INFORMATION SUPPLIED:
//! JSON kernel manifests.
//!
//! ```json
//! {
//!   "entry": {
//!     "source": "function (a, out) { out[0] = a.x; }",
//!     "params": [
//!       { "type": "Object", "readWrite": "read", "shapeObj": { "x": 0 } },
//!       { "type": "Float32Array", "readWrite": "write" }
//!     ]
//!   },
//!   "functions": [
//!     { "source": "twice(v) { return v * 2; }", "returnObj": 0, "shapeObj": [0] }
//!   ]
//! }
//! ```
//!
//! JSON values map onto [`Value`] with object keys in document order;
//! `{"$float32": [..]}` and `{"$float64": [..]}` denote typed arrays.
//! Every `Object` and `Object[]` parameter needs a `shapeObj`.

use gpgpu_codegen::{AccessMode, HelperFunction, KernelDescriptor, KernelParam, ParamKind};
use gpgpu_types::Value;
use serde::Deserialize;
use serde_json::Value as Json;

use crate::DriverError;

#[derive(Clone, Debug, Deserialize)]
pub struct KernelManifest {
    pub entry: EntryManifest,
    #[serde(default)]
    pub functions: Vec<FunctionManifest>,
}

#[derive(Clone, Debug, Deserialize)]
pub struct EntryManifest {
    pub source: String,
    #[serde(default)]
    pub params: Vec<ParamManifest>,
}

#[derive(Clone, Debug, Deserialize)]
pub struct ParamManifest {
    #[serde(rename = "type")]
    pub kind: String,
    #[serde(rename = "readWrite", default = "default_access")]
    pub access: String,
    #[serde(rename = "shapeObj", default)]
    pub shape: Option<Json>,
}

#[derive(Clone, Debug, Deserialize)]
pub struct FunctionManifest {
    #[serde(default)]
    pub name: Option<String>,
    pub source: String,
    #[serde(rename = "returnObj", default)]
    pub return_shape: Option<Json>,
    #[serde(rename = "shapeObj", default)]
    pub param_shapes: Option<Vec<Json>>,
}

fn default_access() -> String {
    AccessMode::ReadWrite.as_str().to_owned()
}

impl KernelManifest {
    pub fn from_json(text: &str) -> Result<Self, DriverError> {
        Ok(serde_json::from_str(text)?)
    }

    /// Kernel parameters in declaration order.
    pub fn params(&self) -> Result<Vec<KernelParam>, DriverError> {
        self.entry
            .params
            .iter()
            .map(|param| {
                let kind = ParamKind::parse(&param.kind)
                    .ok_or_else(|| DriverError::UnknownParamKind(param.kind.clone()))?;
                let access = AccessMode::parse(&param.access)
                    .ok_or_else(|| DriverError::UnknownAccessMode(param.access.clone()))?;
                Ok(KernelParam::new(kind, access))
            })
            .collect()
    }

    pub fn descriptor(&self) -> Result<KernelDescriptor, DriverError> {
        let params = self.params()?;

        // Only parameters that take a shape contribute one.
        let mut shapes = Vec::new();
        for (index, (param, manifest)) in params.iter().zip(&self.entry.params).enumerate() {
            if !param.kind.needs_shape() {
                continue;
            }
            let shape = manifest.shape.as_ref().ok_or(DriverError::MissingShape {
                index,
                kind: param.kind,
            })?;
            shapes.push(value_from_json(shape)?);
        }

        let mut helpers = Vec::with_capacity(self.functions.len());
        for function in &self.functions {
            helpers.push(HelperFunction {
                name: function.name.clone(),
                source: function.source.clone(),
                return_shape: function.return_shape.as_ref().map(value_from_json).transpose()?,
                param_shapes: function
                    .param_shapes
                    .as_ref()
                    .map(|shapes| {
                        shapes
                            .iter()
                            .map(value_from_json)
                            .collect::<Result<Vec<_>, _>>()
                    })
                    .transpose()?,
            });
        }

        tracing::debug!(
            params = params.len(),
            shapes = shapes.len(),
            helpers = helpers.len(),
            "loaded manifest"
        );
        Ok(KernelDescriptor {
            source: self.entry.source.clone(),
            params,
            shapes,
            helpers,
        })
    }
}

/// Convert a JSON value to a host value.
pub fn value_from_json(json: &Json) -> Result<Value, DriverError> {
    Ok(match json {
        Json::Null => Value::Null,
        Json::Bool(b) => Value::Bool(*b),
        Json::Number(n) => Value::Number(number(n)?),
        Json::String(s) => Value::String(s.clone()),
        Json::Array(items) => Value::Array(
            items
                .iter()
                .map(value_from_json)
                .collect::<Result<_, _>>()?,
        ),
        Json::Object(fields) => {
            if let Some(items) = typed_array(fields, "$float32")? {
                return Ok(Value::Float32Array(narrow(&items)));
            }
            if let Some(items) = typed_array(fields, "$float64")? {
                return Ok(Value::Float64Array(items));
            }
            let mut out = Vec::with_capacity(fields.len());
            for (key, value) in fields {
                out.push((key.clone(), value_from_json(value)?));
            }
            Value::Object(out)
        }
    })
}

#[allow(clippy::cast_possible_truncation)]
fn narrow(items: &[f64]) -> Vec<f32> {
    items.iter().map(|&x| x as f32).collect()
}

fn number(n: &serde_json::Number) -> Result<f64, DriverError> {
    n.as_f64()
        .ok_or_else(|| DriverError::UnrepresentableNumber(n.to_string()))
}

/// Elements of a `{"<tag>": [numbers]}` object, if `fields` is one.
fn typed_array(
    fields: &serde_json::Map<String, Json>,
    tag: &'static str,
) -> Result<Option<Vec<f64>>, DriverError> {
    let (1, Some(payload)) = (fields.len(), fields.get(tag)) else {
        return Ok(None);
    };
    let Json::Array(items) = payload else {
        return Err(DriverError::MalformedTypedArray { tag });
    };
    items
        .iter()
        .map(|item| match item {
            Json::Number(n) => number(n),
            _ => Err(DriverError::MalformedTypedArray { tag }),
        })
        .collect::<Result<Vec<_>, _>>()
        .map(Some)
}

#[cfg(test)]
mod tests;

HOW TO COMPLETE THIS TASK:
Please give the material above once more, unchanged.

TASK ANSWER:
//! JSON kernel manifests.
//!
//! ```json
//! {
//!   "entry": {
//!     "source": "function (a, out) { out[0] = a.x; }",
//!     "params": [
//!       { "type": "Object", "readWrite": "read", "shapeObj": { "x": 0 } },
//!       { "type": "Float32Array", "readWrite": "write" }
//!     ]
//!   },
//!   "functions": [
//!     { "source": "twice(v) { return v * 2; }", "returnObj": 0, "shapeObj": [0] }
//!   ]
//! }
//! ```
//!
//! JSON values map onto [`Value`] with object keys in document order;
//! `{"$float32": [..]}` and `{"$float64": [..]}` denote typed arrays.
//! Every `Object` and `Object[]` parameter needs a `shapeObj`.

use gpgpu_codegen::{AccessMode, HelperFunction, KernelDescriptor, KernelParam, ParamKind};
use gpgpu_types::Value;
use serde::Deserialize;
use serde_json::Value as Json;

use crate::DriverError;

#[derive(Clone, Debug, Deserialize)]
pub struct KernelManifest {
    pub entry: EntryManifest,
    #[serde(default)]
    pub functions: Vec<FunctionManifest>,
}

#[derive(Clone, Debug, Deserialize)]
pub struct EntryManifest {
    pub source: String,
    #[serde(default)]
    pub params: Vec<ParamManifest>,
}

#[derive(Clone, Debug, Deserialize)]
pub struct ParamManifest {
    #[serde(rename = "type")]
    pub kind: String,
    #[serde(rename = "readWrite", default = "default_access")]
    pub access: String,
    #[serde(rename = "shapeObj", default)]
    pub shape: Option<Json>,
}

#[derive(Clone, Debug, Deserialize)]
pub struct FunctionManifest {
    #[serde(default)]
    pub name: Option<String>,
    pub source: String,
    #[serde(rename = "returnObj", default)]
    pub return_shape: Option<Json>,
    #[serde(rename = "shapeObj", default)]
    pub param_shapes: Option<Vec<Json>>,
}

fn default_access() -> String {
    AccessMode::ReadWrite.as_str().to_owned()
}

impl KernelManifest {
    pub fn from_json(text: &str) -> Result<Self, DriverError> {
        Ok(serde_json::from_str(text)?)
    }

    /// Kernel parameters in declaration order.
    pub fn params(&self) -> Result<Vec<KernelParam>, DriverError> {
        self.entry
            .params
            .iter()
            .map(|param| {
                let kind = ParamKind::parse(&param.kind)
                    .ok_or_else(|| DriverError::UnknownParamKind(param.kind.clone()))?;
                let access = AccessMode::parse(&param.access)
                    .ok_or_else(|| DriverError::UnknownAccessMode(param.access.clone()))?;
                Ok(KernelParam::new(kind, access))
            })
            .collect()
    }

    pub fn descriptor(&self) -> Result<KernelDescriptor, DriverError> {
        let params = self.params()?;

        // Only parameters that take a shape contribute one.
        let mut shapes = Vec::new();
        for (index, (param, manifest)) in params.iter().zip(&self.entry.params).enumerate() {
            if !param.kind.needs_shape() {
                continue;
            }
            let shape = manifest.shape.as_ref().ok_or(DriverError::MissingShape {
                index,
                kind: param.kind,
            })?;
            shapes.push(value_from_json(shape)?);
        }

        let mut helpers = Vec::with_capacity(self.functions.len());
        for function in &self.functions {
            helpers.push(HelperFunction {
                name: function.name.clone(),
                source: function.source.clone(),
                return_shape: function.return_shape.as_ref().map(value_from_json).transpose()?,
                param_shapes: function
                    .param_shapes
                    .as_ref()
                    .map(|shapes| {
                        shapes
                            .iter()
                            .map(value_from_json)
                            .collect::<Result<Vec<_>, _>>()
                    })
                    .transpose()?,
            });
        }

        tracing::debug!(
            params = params.len(),
            shapes = shapes.len(),
            helpers = helpers.len(),
            "loaded manifest"
        );
        Ok(KernelDescriptor {
            source: self.entry.source.clone(),
            params,
            shapes,
            helpers,
        })
    }
}

/// Convert a JSON value to a host value.
pub fn value_from_json(json: &Json) -> Result<Value, DriverError> {
    Ok(match json {
        Json::Null => Value::Null,
        Json::Bool(b) => Value::Bool(*b),
        Json::Number(n) => Value::Number(number(n)?),
        Json::String(s) => Value::String(s.clone()),
        Json::Array(items) => Value::Array(
            items
                .iter()
                .map(value_from_json)
                .collect::<Result<_, _>>()?,
        ),
        Json::Object(fields) => {
            if let Some(items) = typed_array(fields, "$float32")? {
                return Ok(Value::Float32Array(narrow(&items)));
            }
            if let Some(items) = typed_array(fields, "$float64")? {
                return Ok(Value::Float64Array(items));
            }
            let mut out = Vec::with_capacity(fields.len());
            for (key, value) in fields {
                out.push((key.clone(), value_from_json(value)?));
            }
            Value::Object(out)
        }
    })
}

#[allow(clippy::cast_possible_truncation)]
fn narrow(items: &[f64]) -> Vec<f32> {
    items.iter().map(|&x| x as f32).collect()
}

fn number(n: &serde_json::Number) -> Result<f64, DriverError> {
    n.as_f64()
        .ok_or_else(|| DriverError::UnrepresentableNumber(n.to_string()))
}

/// Elements of a `{"<tag>": [numbers]}` object, if `fields` is one.
fn typed_array(
    fields: &serde_json::Map<String, Json>,
    tag: &'static str,
) -> Result<Option<Vec<f64>>, DriverError> {
    let (1, Some(payload)) = (fields.len(), fields.get(tag)) else {
        return Ok(None);
    };
    let Json::Array(items) = payload else {
        return Err(DriverError::MalformedTypedArray { tag });
    };
    items
        .iter()
        .map(|item| match item {
            Json::Number(n) => number(n),
            _ => Err(DriverError::MalformedTypedArray { tag }),
        })
        .collect::<Result<Vec<_>, _>>()
        .map(Some)
}

#[cfg(test)]
mod tests;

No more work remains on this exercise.